Abstract
Non-motor symptoms such as neuropsychiatric and cognitive dysfunction have been found to be common in Parkinson’s disease (PD) but the relation between such symptoms is poorly understood. We focused on alexithymia, an impairment of affective and cognitive emotional processing, as there is evidence for its interaction with cognition in other disorders. Twenty-two non-demented PD patients and 22 matched normal control adults (NC) were administered rating scales assessing neuropsychiatric status, including alexithymia, apathy, and depression, and a series of neuropsychological tests. As expected, PD patients showed more alexithymia than NC, and there was a significant association between alexithymia and disease stage. Alexithymia was associated with performance on non-verbally mediated measures of executive and visuospatial function, but not on verbally mediated tasks.

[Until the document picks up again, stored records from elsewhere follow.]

//! The input method's side of the core.
//!
//! A front end turns touches into [`Intent`]s and hands them to
//! [`InputCore::dispatch`]. Everything but a long press passes straight
//! through as a [`Reaction`] for the front end to apply to the text field.

use crate::codepoint_ty::Codepoint;
use crate::error::{Error, Result};
use crate::favorites::FavoritesStore;
use crate::model::Favorite;
use log::debug;
use std::slice::Chunks;
use std::sync::Arc;

/// Number of keys in one keyboard row.
pub const KEYS_PER_ROW: usize = 8;

/// Splits a group's characters into keyboard rows of [`KEYS_PER_ROW`] keys.
/// Only the last row may be shorter.
pub fn rows<T>(keys: &[T]) -> Chunks<'_, T> {
    keys.chunks(KEYS_PER_ROW)
}

/// What the user did.
#[derive(Debug, Clone, PartialEq, Eq)]
pub enum Intent {
    /// A character key was tapped; carries the key's text.
    KeyPressed(String),
    /// The delete key was tapped.
    DeletePressed,
    /// The enter key was tapped.
    EnterPressed,
    /// A character key was held down.
    LongPressed(Codepoint),
}

/// What the front end should do in response.
#[derive(Debug, Clone, PartialEq, Eq)]
pub enum Reaction {
    /// Insert this text at the cursor.
    Commit(String),
    /// Delete the character before the cursor.
    DeleteBackward,
    /// Send the editor action.
    Enter,
    /// The codepoint was added to the favorites.
    Favorited(Favorite),
    /// The codepoint was already a favorite; nothing changed.
    AlreadyFavorite(Codepoint),
}

/// Routes intents to the favorites store.
#[derive(Debug, Clone)]
pub struct InputCore {
    favorites: Arc<FavoritesStore>,
}

impl InputCore {
    /// Creates a core that records long presses in `favorites`.
    pub fn new(favorites: Arc<FavoritesStore>) -> Self {
        InputCore { favorites }
    }

    /// The favorites store long presses go to.
    pub fn favorites(&self) -> &Arc<FavoritesStore> {
        &self.favorites
    }

    /// Reacts to one intent.
    ///
    /// A repeated long press is not an error; it reports
    /// [`Reaction::AlreadyFavorite`]. Storage failures are returned as-is.
    pub fn dispatch(&self, intent: Intent) -> Result<Reaction> {
        match intent {
            Intent::KeyPressed(text) => Ok(Reaction::Commit(text)),
            Intent::DeletePressed => Ok(Reaction::DeleteBackward),
            Intent::EnterPressed => Ok(Reaction::Enter),
            Intent::LongPressed(codepoint) => match self.favorites.add(codepoint) {
                Ok(favorite) => {
                    debug!("long press favorited {}", codepoint);
                    Ok(Reaction::Favorited(favorite))
                }
                Err(Error::AlreadyFavorite(codepoint)) => Ok(Reaction::AlreadyFavorite(codepoint)),
                Err(e) => Err(e),
            },
        }
    }
}

#[cfg(test)]
mod tests {
    use super::*;

    fn core() -> InputCore {
        InputCore::new(Arc::new(FavoritesStore::in_memory()))
    }

    #[test]
    fn test_pass_through_intents() {
        let core = core();
        assert_eq!(
            core.dispatch(Intent::KeyPressed("\u{1F600}".into())).unwrap(),
            Reaction::Commit("\u{1F600}".into())
        );
        assert_eq!(core.dispatch(Intent::DeletePressed).unwrap(), Reaction::DeleteBackward);
        assert_eq!(core.dispatch(Intent::EnterPressed).unwrap(), Reaction::Enter);
        assert!(core.favorites().is_empty());
    }

    #[test]
    fn test_long_press_favorites_once() {
        let core = core();
        let cp = Codepoint::from('\u{2764}');
        match core.dispatch(Intent::LongPressed(cp)).unwrap() {
            Reaction::Favorited(favorite) => assert_eq!(favorite.codepoint, cp),
            other => panic!("unexpected reaction {:?}", other),
        }
        assert_eq!(
            core.dispatch(Intent::LongPressed(cp)).unwrap(),
            Reaction::AlreadyFavorite(cp)
        );
        assert_eq!(core.favorites().len(), 1);
    }

    #[test]
    fn test_rows() {
        let keys: Vec<u32> = (0..19).collect();
        let lens: Vec<_> = rows(&keys).map(<[u32]>::len).collect();
        assert_eq!(lens, [8, 8, 3]);
        assert_eq!(rows::<u32>(&[]).count(), 0);
    }
}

By contrast, there was no correlation between cognition and ratings of either depression or apathy. Our findings demonstrate a distinct association of alexithymia with non-verbal cognition in PD, implicating right hemisphere processes, and differentiate between alexithymia and other neuropsychiatric symptoms in regard to PD cognition.
Highlights
Parkinson’s disease (PD) is traditionally characterized as a motor disorder, but the existence of non-motor symptoms is attracting increasing attention from clinicians and researchers because of their impact on patients’ quality of life
We found that apathy and alexithymia differentially correlated with performance on neuropsychological measures
Whereas alexithymia was significantly associated with performance on non-verbal measures of executive function and visuospatial ability, apathy was not associated with performance on any of the tasks
Summary
Parkinson’s disease (PD) is traditionally characterized as a motor disorder, but the existence of non-motor symptoms is attracting increasing attention from clinicians and researchers because of their impact on patients’ quality of life. According to a current model, alexithymia derives from dysfunction of frontal areas [36,37], the ACC and prefrontal cortex [38] Support for this model comes from neuroimaging studies [39,40,41,42,43], which have related alexithymia to predominantly right hemisphere dysfunction. To address an ongoing debate in the literature regarding lateralized (left vs right hemisphere) expression of alexithymia and follow the lead of one neuropsychological study of PD that suggested an association between alexithymia and cognitive abilities mediated by the right hemisphere (i.e., visuospatial function) [47], in the present study we related alexithymia to material-specific cognitive. We explored the relation between cognitive performance and various aspects (factors) of alexithymia in PD, as neuroimaging studies have suggested differentiation between neural systems associated with specific aspects of alexithymia.